The purpose of this work was to optimize the acquisition of diffusion-weighted (DW) single-refocused spin-echo (srSE) data without intrinsic eddy-current compensation (ECC) for an improved performance of ECC postprocessing. The rationale is that srSE sequences without ECC may yield shorter echo times (TE) and thus higher signal-to-noise ratios (SNR) than srSE or twice-refocused spin-echo (trSE) schemes with intrinsic ECC.

Materials and methods

The proposed method employs dummy scans with DW gradients to drive eddy currents into a steady state before data acquisition. Parameters of the ECC postprocessing algorithm were also optimized. Simulations were performed to obtain minimum TE values for the proposed sequence and sequences with intrinsic ECC. Experimentally, the proposed method was compared with standard DW-trSE imaging, both in vitro and in vivo.

Results

Simulations showed substantially shorter TE for the proposed method than for methods with intrinsic ECC when using shortened echo readouts. Data of the proposed method showed a marked increase in SNR. A dummy scan duration of at least 1.5 s improved performance of the ECC postprocessing algorithm.

Conclusion

Changes proposed for the DW-srSE sequence and for the parameter setting of the postprocessing ECC algorithm considerably reduced eddy-current artifacts and provided a higher SNR.

Keywords

Diffusion-weighted imaging Eddy-current compensation Short echo time Signal-to-noise ratio 

Notes

Authors’ contribution

MS, PH, RD protocol/project development. BL, UN, MS Data collection or management.
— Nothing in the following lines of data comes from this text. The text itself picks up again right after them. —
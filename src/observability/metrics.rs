//! Metrics collection and exposition.
//!
//! # Metrics
//! - `app_requests_total` (counter): requests by view and status
//! - `app_request_duration_seconds` (histogram): render latency by view
//! - `app_catalog_fetch_total` (counter): startup fetch outcomes
//! - `app_catalog_size` (gauge): characters loaded
//!
//! # Design Decisions
//! - Exporter is opt-in (`observability.metrics_enabled`)
//! - Labels are low-cardinality: view name, not path or id

use std::net::SocketAddr;
use std::time::Instant;

use metrics::{counter, gauge, histogram};
use metrics_exporter_prometheus::PrometheusBuilder;

/// Install the Prometheus recorder and its scrape listener.
pub fn init_metrics(addr: SocketAddr) {
    match PrometheusBuilder::new().with_http_listener(addr).install() {
        Ok(()) => tracing::info!(address = %addr, "Metrics endpoint listening"),
        Err(e) => tracing::error!(address = %addr, error = %e, "Failed to install metrics exporter"),
    }
}

/// Record one served request.
pub fn record_request(view: &'static str, status: u16, start: Instant) {
    counter!("app_requests_total", "view" => view, "status" => status.to_string()).increment(1);
    histogram!("app_request_duration_seconds", "view" => view).record(start.elapsed().as_secs_f64());
}

/// Record the outcome of the startup fetch.
pub fn record_fetch(outcome: &'static str, size: usize) {
    counter!("app_catalog_fetch_total", "outcome" => outcome).increment(1);
    gauge!("app_catalog_size").set(size as f64);
}
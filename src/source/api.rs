//! HTTP source backed by the public character API.

use std::time::Duration;

use async_trait::async_trait;
use reqwest::Client;

use crate::catalog::Character;
use crate::config::SourceConfig;
use crate::source::{payload, CharacterSource, FetchError};

/// Fetches the collection with a single GET.
#[derive(Debug, Clone)]
pub struct ApiSource {
    client: Client,
    url: String,
}

impl ApiSource {
    /// Build a source from config (timeout and user agent applied to the client).
    pub fn from_config(config: &SourceConfig) -> Result<Self, reqwest::Error> {
        let client = Client::builder()
            .timeout(Duration::from_secs(config.timeout_secs))
            .user_agent(config.user_agent.clone())
            .build()?;

        Ok(Self {
            client,
            url: config.url.clone(),
        })
    }
}

#[async_trait]
impl CharacterSource for ApiSource {
    async fn fetch_characters(&self) -> Result<Vec<Character>, FetchError> {
        tracing::debug!(url = %self.url, "Fetching characters");

        let response = self
            .client
            .get(&self.url)
            .send()
            .await
            .map_err(|source| FetchError::Transport {
                url: self.url.clone(),
                source,
            })?;

        let status = response.status();
        if !status.is_success() {
            return Err(FetchError::Status {
                url: self.url.clone(),
                status: status.as_u16(),
            });
        }

        let body = response.bytes().await.map_err(|source| FetchError::Transport {
            url: self.url.clone(),
            source,
        })?;

        payload::decode(&body)
    }

    fn describe(&self) -> String {
        format!("api:{}", self.url)
    }
}
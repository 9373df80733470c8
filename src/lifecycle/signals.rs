//! OS signal handling.
//!
//! SIGINT (Ctrl+C) and, on Unix, SIGTERM both resolve the same future.

/// Wait for a shutdown signal.
pub async fn shutdown_signal() {
    let ctrl_c = async {
        if let Err(e) = tokio::signal::ctrl_c().await {
            tracing::error!(error = %e, "Failed to install Ctrl+C handler");
            std::future::pending::<()>().await;
        }
    };

    #[cfg(unix)]
    let terminate = async {
        match tokio::signal::unix::signal(tokio::signal::unix::SignalKind::terminate()) {
            Ok(mut signal) => {
                signal.recv().await;
            }
            Err(e) => {
                tracing::error!(error = %e, "Failed to install SIGTERM handler");
                std::future::pending::<()>().await;
            }
        }
    };

    #[cfg(not(unix))]
    let terminate = std::future::pending::<()>();

    tokio::select! {
        _ = ctrl_c => {},
        _ = terminate => {},
    }

    tracing::info!("Shutdown signal received");
}
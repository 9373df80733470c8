//! Startup orchestration.
//!
//! # Responsibilities
//! - Install the metrics exporter when enabled
//! - Build the character source (HTTP or fixture)
//! - Spawn the one-shot fetch, then serve while it runs
//! - Tie the fetch task's lifetime to the server's
//!
//! # Design Decisions
//! - Config arrives already validated
//! - A broken fixture file is a startup error; a failed fetch is a LoadError

use std::net::SocketAddr;
use std::path::Path;
use std::sync::Arc;

use tokio::net::TcpListener;
use tokio::sync::broadcast;

use crate::config::{AppConfig, SourceConfig};
use crate::http::HttpServer;
use crate::lifecycle::{signals, Shutdown};
use crate::observability::metrics;
use crate::source::{ApiSource, CharacterSource, StaticSource};
use crate::state::{spawn_initial_fetch, CatalogStore};

pub type BoxError = Box<dyn std::error::Error + Send + Sync>;

/// Pick the source the config asks for.
pub fn build_source(config: &SourceConfig) -> Result<Arc<dyn CharacterSource>, BoxError> {
    match &config.fixture_path {
        Some(path) => Ok(Arc::new(StaticSource::from_file(Path::new(path))?)),
        None => Ok(Arc::new(ApiSource::from_config(config)?)),
    }
}

/// Serve on `listener` until `shutdown` fires.
pub async fn serve(
    config: AppConfig,
    listener: TcpListener,
    shutdown: broadcast::Receiver<()>,
) -> Result<(), BoxError> {
    if config.observability.metrics_enabled {
        let addr: SocketAddr = config.observability.metrics_address.parse()?;
        metrics::init_metrics(addr);
    }

    let source = build_source(&config.source)?;
    let store = Arc::new(CatalogStore::new());
    let fetch = spawn_initial_fetch(source, store.clone());

    let result = HttpServer::new(config, store).run(listener, shutdown).await;

    // A fetch still in flight is dropped along with its result.
    fetch.abort();
    result?;
    Ok(())
}

/// Bind the configured address and serve until SIGINT/SIGTERM.
///
/// Returns as soon as the server stops on its own, so a startup failure
/// inside [`serve`] surfaces without waiting for a signal.
pub async fn run(config: AppConfig) -> Result<(), BoxError> {
    let listener = TcpListener::bind(&config.listener.bind_address).await?;
    tracing::info!(address = %listener.local_addr()?, "Listening for connections");

    let shutdown = Shutdown::new();
    let mut server = tokio::spawn(serve(config, listener, shutdown.subscribe()));

    tokio::select! {
        result = &mut server => {
            if let Ok(Err(e)) = &result {
                tracing::error!(error = %e, "Server stopped before shutdown was requested");
            }
            return result?;
        }
        _ = signals::shutdown_signal() => {}
    }

    shutdown.trigger();
    server.await?
}
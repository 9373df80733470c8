//! Distinct field values, used to build the filter controls.

use std::collections::HashSet;

use crate::catalog::Character;

/// Unique values of `field` across `characters`, in first-seen order.
pub fn distinct<F>(characters: &[Character], field: F) -> Vec<String>
where
    F: Fn(&Character) -> &str,
{
    let mut seen = HashSet::new();
    characters
        .iter()
        .map(|c| field(c))
        .filter(|value| seen.insert(*value))
        .map(str::to_string)
        .collect()
}
//! Character browser (v1)
//!
//! A small server-rendered character catalog built with Tokio and Axum.
//!
//! # Architecture Overview
//!
//! ```text
//!                        ┌──────────────────────────────────────────────────┐
//!                        │                CHARACTER BROWSER                  │
//!                        │                                                   │
//!   startup (once)       │  ┌──────────┐    ┌──────────────┐                 │
//!   ─────────────────────┼─▶│  source  │───▶│ CatalogStore │ Loading         │
//!   GET upstream API     │  │ api/file │    │  (ArcSwap)   │ → Loaded        │
//!                        │  └──────────┘    └──────┬───────┘ → LoadError     │
//!                        │                         │ snapshot                │
//!   Browser request      │  ┌─────────┐    ┌───────▼──────┐   ┌──────────┐   │
//!   ─────────────────────┼─▶│  http   │───▶│   routing    │──▶│  render  │   │
//!                        │  │ server  │    │ List/Detail/ │   │   HTML   │   │
//!   HTML / JSON          │  │         │◀───│   NotFound   │◀──│  or JSON │   │
//!   ◀────────────────────┼──│         │    └──────────────┘   └──────────┘   │
//!                        │  └─────────┘     catalog: FilterState + apply     │
//!                        │                                                   │
//!                        │  config · observability · lifecycle               │
//!                        └──────────────────────────────────────────────────┘
//! ```

use std::path::PathBuf;

use clap::Parser;

use character_browser::config::{loader::read_config, validate_config, AppConfig, ConfigError};
use character_browser::lifecycle;
use character_browser::observability::logging::init_logging;

#[derive(Parser, Debug)]
#[command(name = "character-browser")]
#[command(about = "Filterable character catalog served over HTTP", long_about = None)]
struct Args {
    /// TOML config file; defaults apply when omitted.
    #[arg(short, long, env = "CHARACTER_BROWSER_CONFIG")]
    config: Option<PathBuf>,

    /// Override `listener.bind_address`.
    #[arg(short, long, env = "CHARACTER_BROWSER_BIND")]
    bind: Option<String>,

    /// Override `source.url`.
    #[arg(long, env = "CHARACTER_BROWSER_SOURCE_URL")]
    source_url: Option<String>,

    /// Serve characters from a JSON file instead of the upstream API.
    #[arg(long)]
    fixture: Option<String>,

    /// Override `observability.log_level`.
    #[arg(long)]
    log_level: Option<String>,
}

impl Args {
    fn into_config(self) -> Result<AppConfig, ConfigError> {
        let mut config = match &self.config {
            Some(path) => read_config(path)?,
            None => AppConfig::default(),
        };

        if let Some(bind) = self.bind {
            config.listener.bind_address = bind;
        }
        if let Some(url) = self.source_url {
            config.source.url = url;
        }
        if let Some(fixture) = self.fixture {
            config.source.fixture_path = Some(fixture);
        }
        if let Some(level) = self.log_level {
            config.observability.log_level = level;
        }

        validate_config(&config).map_err(ConfigError::Validation)?;
        Ok(config)
    }
}

#[tokio::main]
async fn main() -> Result<(), Box<dyn std::error::Error + Send + Sync>> {
    let config = Args::parse().into_config()?;

    init_logging(&config.observability);

    tracing::info!("character-browser v{} starting", env!("CARGO_PKG_VERSION"));
    tracing::info!(
        bind_address = %config.listener.bind_address,
        source = %config.source.fixture_path.as_deref().unwrap_or(&config.source.url),
        request_timeout_secs = config.timeouts.request_secs,
        metrics_enabled = config.observability.metrics_enabled,
        "Configuration loaded"
    );

    lifecycle::run(config).await?;

    tracing::info!("Shutdown complete");
    Ok(())
}
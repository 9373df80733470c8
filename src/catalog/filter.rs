//! Filter criteria and the filter engine.
//!
//! # Responsibilities
//! - Hold the user's filter criteria (name, species, status set)
//! - Apply filter events through named operations only
//! - Produce the filtered view of a character collection
//! - Encode/decode criteria to a query string so views can link to each other
//!
//! # Design Decisions
//! - Name match is a case-insensitive substring match (both sides uppercased)
//! - Species uses the `"All"` sentinel for "no restriction"
//! - An empty status set means "no restriction"; several statuses are a union
//! - Stable filter: output keeps the input's relative order
//! - Recomputed on every call, nothing is cached

use std::collections::BTreeSet;

use serde::Serialize;
use url::form_urlencoded;

use crate::catalog::Character;

/// Species value that disables the species predicate.
pub const ALL_SPECIES: &str = "All";

/// A single user filter interaction.
#[derive(Debug, Clone, PartialEq, Eq)]
pub enum FilterEvent {
    /// Name input changed.
    Name(String),
    /// Species select changed.
    Species(String),
    /// Status checkbox clicked.
    Status(String),
}

/// Current filter criteria.
#[derive(Debug, Clone, PartialEq, Eq, Serialize)]
pub struct FilterState {
    name_query: String,
    species_filter: String,
    status_set: BTreeSet<String>,
}

impl Default for FilterState {
    fn default() -> Self {
        Self {
            name_query: String::new(),
            species_filter: ALL_SPECIES.to_string(),
            status_set: BTreeSet::new(),
        }
    }
}

impl FilterState {
    pub fn new() -> Self {
        Self::default()
    }

    pub fn name_query(&self) -> &str {
        &self.name_query
    }

    pub fn species_filter(&self) -> &str {
        &self.species_filter
    }

    pub fn statuses(&self) -> impl Iterator<Item = &str> {
        self.status_set.iter().map(String::as_str)
    }

    pub fn has_status(&self, status: &str) -> bool {
        self.status_set.contains(status)
    }

    /// True when every field holds its default.
    pub fn is_default(&self) -> bool {
        *self == Self::default()
    }

    /// Replace the name query.
    pub fn set_name(&mut self, value: impl Into<String>) {
        self.name_query = value.into();
    }

    /// Replace the species filter.
    pub fn set_species(&mut self, value: impl Into<String>) {
        self.species_filter = value.into();
    }

    /// Add the status if absent, remove it if present.
    pub fn toggle_status(&mut self, value: impl Into<String>) {
        let value = value.into();
        if !self.status_set.remove(&value) {
            self.status_set.insert(value);
        }
    }

    /// Restore all criteria to their defaults.
    pub fn reset(&mut self) {
        *self = Self::default();
    }

    /// Dispatch a filter event to the matching operation.
    pub fn apply_event(&mut self, event: FilterEvent) {
        match event {
            FilterEvent::Name(value) => self.set_name(value),
            FilterEvent::Species(value) => self.set_species(value),
            FilterEvent::Status(value) => self.toggle_status(value),
        }
    }

    /// Copy of this state with `status` toggled.
    pub fn with_status_toggled(&self, status: &str) -> Self {
        let mut next = self.clone();
        next.toggle_status(status);
        next
    }

    /// Rebuild criteria from `name=..&species=..&status=..&status=..`.
    ///
    /// Unknown keys are ignored. An empty species selects `"All"`.
    pub fn from_query(query: &str) -> Self {
        let mut state = Self::default();

        for (key, value) in form_urlencoded::parse(query.as_bytes()) {
            let event = match key.as_ref() {
                "name" => FilterEvent::Name(value.into_owned()),
                "species" if value.is_empty() => FilterEvent::Species(ALL_SPECIES.to_string()),
                "species" => FilterEvent::Species(value.into_owned()),
                // repeated status params select; they never unselect
                "status" if value.is_empty() || state.has_status(&value) => continue,
                "status" => FilterEvent::Status(value.into_owned()),
                _ => continue,
            };
            state.apply_event(event);
        }

        state
    }

    /// Encode as a query string, omitting default fields.
    pub fn to_query(&self) -> String {
        let mut serializer = form_urlencoded::Serializer::new(String::new());

        if !self.name_query.is_empty() {
            serializer.append_pair("name", &self.name_query);
        }
        if self.species_filter != ALL_SPECIES {
            serializer.append_pair("species", &self.species_filter);
        }
        for status in &self.status_set {
            serializer.append_pair("status", status);
        }

        serializer.finish()
    }

    /// List view link carrying these criteria.
    pub fn href(&self) -> String {
        let query = self.to_query();
        if query.is_empty() {
            "/".to_string()
        } else {
            format!("/?{}", query)
        }
    }

    fn matches_name(&self, character: &Character) -> bool {
        character
            .name
            .to_uppercase()
            .contains(&self.name_query.to_uppercase())
    }

    fn matches_species(&self, character: &Character) -> bool {
        self.species_filter == ALL_SPECIES || character.species == self.species_filter
    }

    fn matches_status(&self, character: &Character) -> bool {
        self.status_set.is_empty() || self.status_set.contains(&character.status)
    }

    /// All three predicates, short-circuiting in order.
    pub fn matches(&self, character: &Character) -> bool {
        self.matches_name(character)
            && self.matches_species(character)
            && self.matches_status(character)
    }
}

/// Filter `characters` by `state`, preserving input order.
pub fn apply<'a>(characters: &'a [Character], state: &FilterState) -> Vec<&'a Character> {
    characters.iter().filter(|c| state.matches(c)).collect()
}
//! Page shell: document head, header and footer.

use crate::render::escape;

/// Wrap `body` in the shared document shell.
pub fn page(title: &str, body: &str) -> String {
    format!(
        r#"<!DOCTYPE html>
<html lang="en">
<head>
    <meta charset="UTF-8">
    <meta name="viewport" content="width=device-width, initial-scale=1.0">
    <title>{title}</title>
    <style>
{css}
    </style>
</head>
<body>
{header}
{body}
{footer}
</body>
</html>"#,
        title = escape(title),
        css = CSS,
        header = header(title),
        body = body,
        footer = footer(),
    )
}

pub fn header(title: &str) -> String {
    format!(
        r#"<header class="header"><a href="/" class="header__link"><h1 class="header__title">{}</h1></a></header>"#,
        escape(title)
    )
}

pub fn footer() -> String {
    format!(
        r#"<footer class="footer"><p class="footer__text">character-browser v{}</p></footer>"#,
        env!("CARGO_PKG_VERSION")
    )
}

const CSS: &str = r#"
        * { box-sizing: border-box; }
        body { margin: 0; font-family: system-ui, sans-serif; background: #f4f4f4; color: #202329; }
        .header { background: #202329; padding: 1rem 2rem; }
        .header__link { color: #97ce4c; text-decoration: none; }
        .header__title { margin: 0; font-size: 1.6rem; }
        .main { padding: 1.5rem 2rem; }
        .form-section { display: flex; flex-wrap: wrap; gap: 1rem; align-items: flex-end; margin-bottom: 1rem; }
        .form-section__container { border: none; padding: 0; margin: 0; }
        .form-section__label { display: block; font-weight: 600; margin-bottom: .25rem; }
        .form-section__input, .form-section__select { padding: .4rem .6rem; font-size: 1rem; }
        .status-filter { display: flex; gap: .5rem; flex-wrap: wrap; margin-bottom: 1rem; }
        .status-filter__option { padding: .2rem .7rem; border: 1px solid #202329; border-radius: 1rem; color: inherit; text-decoration: none; }
        .status-filter__option--active { background: #202329; color: #fff; }
        .cards { list-style: none; padding: 0; display: grid; grid-template-columns: repeat(auto-fill, minmax(180px, 1fr)); gap: 1rem; }
        .card { background: #fff; border-radius: .5rem; overflow: hidden; box-shadow: 0 1px 3px rgba(0,0,0,.2); }
        .card a { color: inherit; text-decoration: none; }
        .card__image { width: 100%; display: block; }
        .card__name { font-size: 1rem; margin: .5rem; }
        .card__species { margin: 0 .5rem .5rem; color: #555; }
        .loader, .load-error, .empty { padding: 1rem; border-radius: .5rem; }
        .loader { background: #e6f4d7; }
        .load-error { background: #fbe0e0; }
        .detail { display: flex; gap: 2rem; flex-wrap: wrap; background: #fff; padding: 1.5rem; border-radius: .5rem; }
        .detail__image { border-radius: .5rem; }
        .notFound-container { padding: 2rem; text-align: center; }
        .footer { padding: 1rem 2rem; color: #777; }
"#;

#[cfg(test)]
mod tests {
    use super::*;

    #[test]
    fn test_page_escapes_title() {
        let html = page("<Rick>", "<main></main>");
        assert!(html.contains("<title>&lt;Rick&gt;</title>"));
        assert!(html.contains("<main></main>"));
        assert!(html.contains("header__link"));
    }
}
//! Tagged load state for the character collection.

use std::sync::Arc;

use crate::catalog::Character;

/// Where the one-shot fetch currently stands.
#[derive(Debug, Clone, Default)]
pub enum LoadState {
    #[default]
    Loading,
    Loaded(Arc<[Character]>),
    LoadError(String),
}

impl LoadState {
    /// Characters available for rendering; empty unless loaded.
    pub fn characters(&self) -> &[Character] {
        match self {
            LoadState::Loaded(characters) => &characters[..],
            _ => &[],
        }
    }

    pub fn is_loading(&self) -> bool {
        matches!(self, LoadState::Loading)
    }

    pub fn error(&self) -> Option<&str> {
        match self {
            LoadState::LoadError(reason) => Some(reason.as_str()),
            _ => None,
        }
    }

    /// Stable label for logs, metrics and the health endpoint.
    pub fn label(&self) -> &'static str {
        match self {
            LoadState::Loading => "loading",
            LoadState::Loaded(_) => "loaded",
            LoadState::LoadError(_) => "error",
        }
    }
}
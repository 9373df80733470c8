//! Character browser library.
//!
//! Fetches a character collection once at startup and serves a filterable
//! list view, per-character detail views and a JSON mirror of both.

// Core
pub mod catalog;
pub mod routing;
pub mod source;
pub mod state;

// Surfaces
pub mod http;
pub mod render;

// Cross-cutting concerns
pub mod config;
pub mod lifecycle;
pub mod observability;

pub use catalog::{Character, FilterState};
pub use config::AppConfig;
pub use http::HttpServer;
pub use lifecycle::Shutdown;
pub use state::{CatalogStore, LoadState};
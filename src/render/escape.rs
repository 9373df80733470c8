//! HTML escaping for text and attribute values.

/// Escape `&`, `<`, `>`, `"` and `'`.
pub fn escape(input: &str) -> String {
    let mut out = String::with_capacity(input.len());
    for ch in input.chars() {
        match ch {
            '&' => out.push_str("&amp;"),
            '<' => out.push_str("&lt;"),
            '>' => out.push_str("&gt;"),
            '"' => out.push_str("&quot;"),
            '\'' => out.push_str("&#39;"),
            _ => out.push(ch),
        }
    }
    out
}
//! Upstream payload shapes.
//!
//! The public API wraps the list as `{ "info": {..}, "results": [..] }`;
//! fixtures and simpler mirrors serve a bare array. Both are accepted.
//! The body's first token picks the shape, so a decode error names the
//! field or position that broke rather than just "no shape matched".

use serde::Deserialize;

use crate::catalog::Character;
use crate::source::FetchError;

#[derive(Debug, Deserialize)]
struct Paged {
    results: Vec<Character>,
}

/// Decode a payload body into characters.
pub fn decode(body: &[u8]) -> Result<Vec<Character>, FetchError> {
    let first = body.iter().find(|b| !b.is_ascii_whitespace());
    if first == Some(&b'{') {
        let paged: Paged = serde_json::from_slice(body)?;
        Ok(paged.results)
    } else {
        Ok(serde_json::from_slice(body)?)
    }
}
//! Configuration validation.
//!
//! # Responsibilities
//! - Semantic validation (serde handles syntactic)
//! - Validate addresses and the upstream URL
//! - Validate value ranges (timeouts > 0) and the log level
//!
//! # Design Decisions
//! - Returns all validation errors, not just first
//! - Validation is pure function: AppConfig → Result<(), Vec<ValidationError>>
//! - Runs before config is accepted into the system

use std::net::SocketAddr;

use url::Url;

use crate::config::schema::AppConfig;

const LOG_LEVELS: [&str; 5] = ["trace", "debug", "info", "warn", "error"];

/// A single semantic problem in the config.
#[derive(Debug, Clone, PartialEq, Eq)]
pub struct ValidationError {
    /// Dotted path of the offending field.
    pub field: &'static str,
    pub message: String,
}

impl ValidationError {
    fn new(field: &'static str, message: impl Into<String>) -> Self {
        Self {
            field,
            message: message.into(),
        }
    }
}

impl std::fmt::Display for ValidationError {
    fn fmt(&self, f: &mut std::fmt::Formatter<'_>) -> std::fmt::Result {
        write!(f, "{}: {}", self.field, self.message)
    }
}

impl std::error::Error for ValidationError {}

/// Check every field; collect every problem.
pub fn validate_config(config: &AppConfig) -> Result<(), Vec<ValidationError>> {
    let mut errors = Vec::new();

    if config.listener.bind_address.parse::<SocketAddr>().is_err() {
        errors.push(ValidationError::new(
            "listener.bind_address",
            format!("'{}' is not a socket address", config.listener.bind_address),
        ));
    }

    // A fixture replaces the upstream call, so the URL only matters without one.
    if config.source.fixture_path.is_none() {
        match Url::parse(&config.source.url) {
            Ok(url) if matches!(url.scheme(), "http" | "https") => {}
            Ok(url) => errors.push(ValidationError::new(
                "source.url",
                format!("unsupported scheme '{}'", url.scheme()),
            )),
            Err(e) => errors.push(ValidationError::new(
                "source.url",
                format!("'{}' is not a valid URL: {}", config.source.url, e),
            )),
        }
    }

    if config.source.timeout_secs == 0 {
        errors.push(ValidationError::new("source.timeout_secs", "must be greater than 0"));
    }

    if config.timeouts.request_secs == 0 {
        errors.push(ValidationError::new("timeouts.request_secs", "must be greater than 0"));
    }

    let level = config.observability.log_level.to_lowercase();
    if !LOG_LEVELS.contains(&level.as_str()) {
        errors.push(ValidationError::new(
            "observability.log_level",
            format!("unknown level '{}'", config.observability.log_level),
        ));
    }

    if config.observability.metrics_enabled
        && config.observability.metrics_address.parse::<SocketAddr>().is_err()
    {
        errors.push(ValidationError::new(
            "observability.metrics_address",
            format!("'{}' is not a socket address", config.observability.metrics_address),
        ));
    }

    if errors.is_empty() {
        Ok(())
    } else {
        Err(errors)
    }
}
PH, MS data analysis.

Compliance with ethical standards

Conflict of interest

The authors declare they have no conflict of interest.

Ethical approval

All procedures performed in the vivo study were approved by the local ethics committee of the University Hospital.

Informed consent

Written informed consent was obtained from all healthy participants before scanning.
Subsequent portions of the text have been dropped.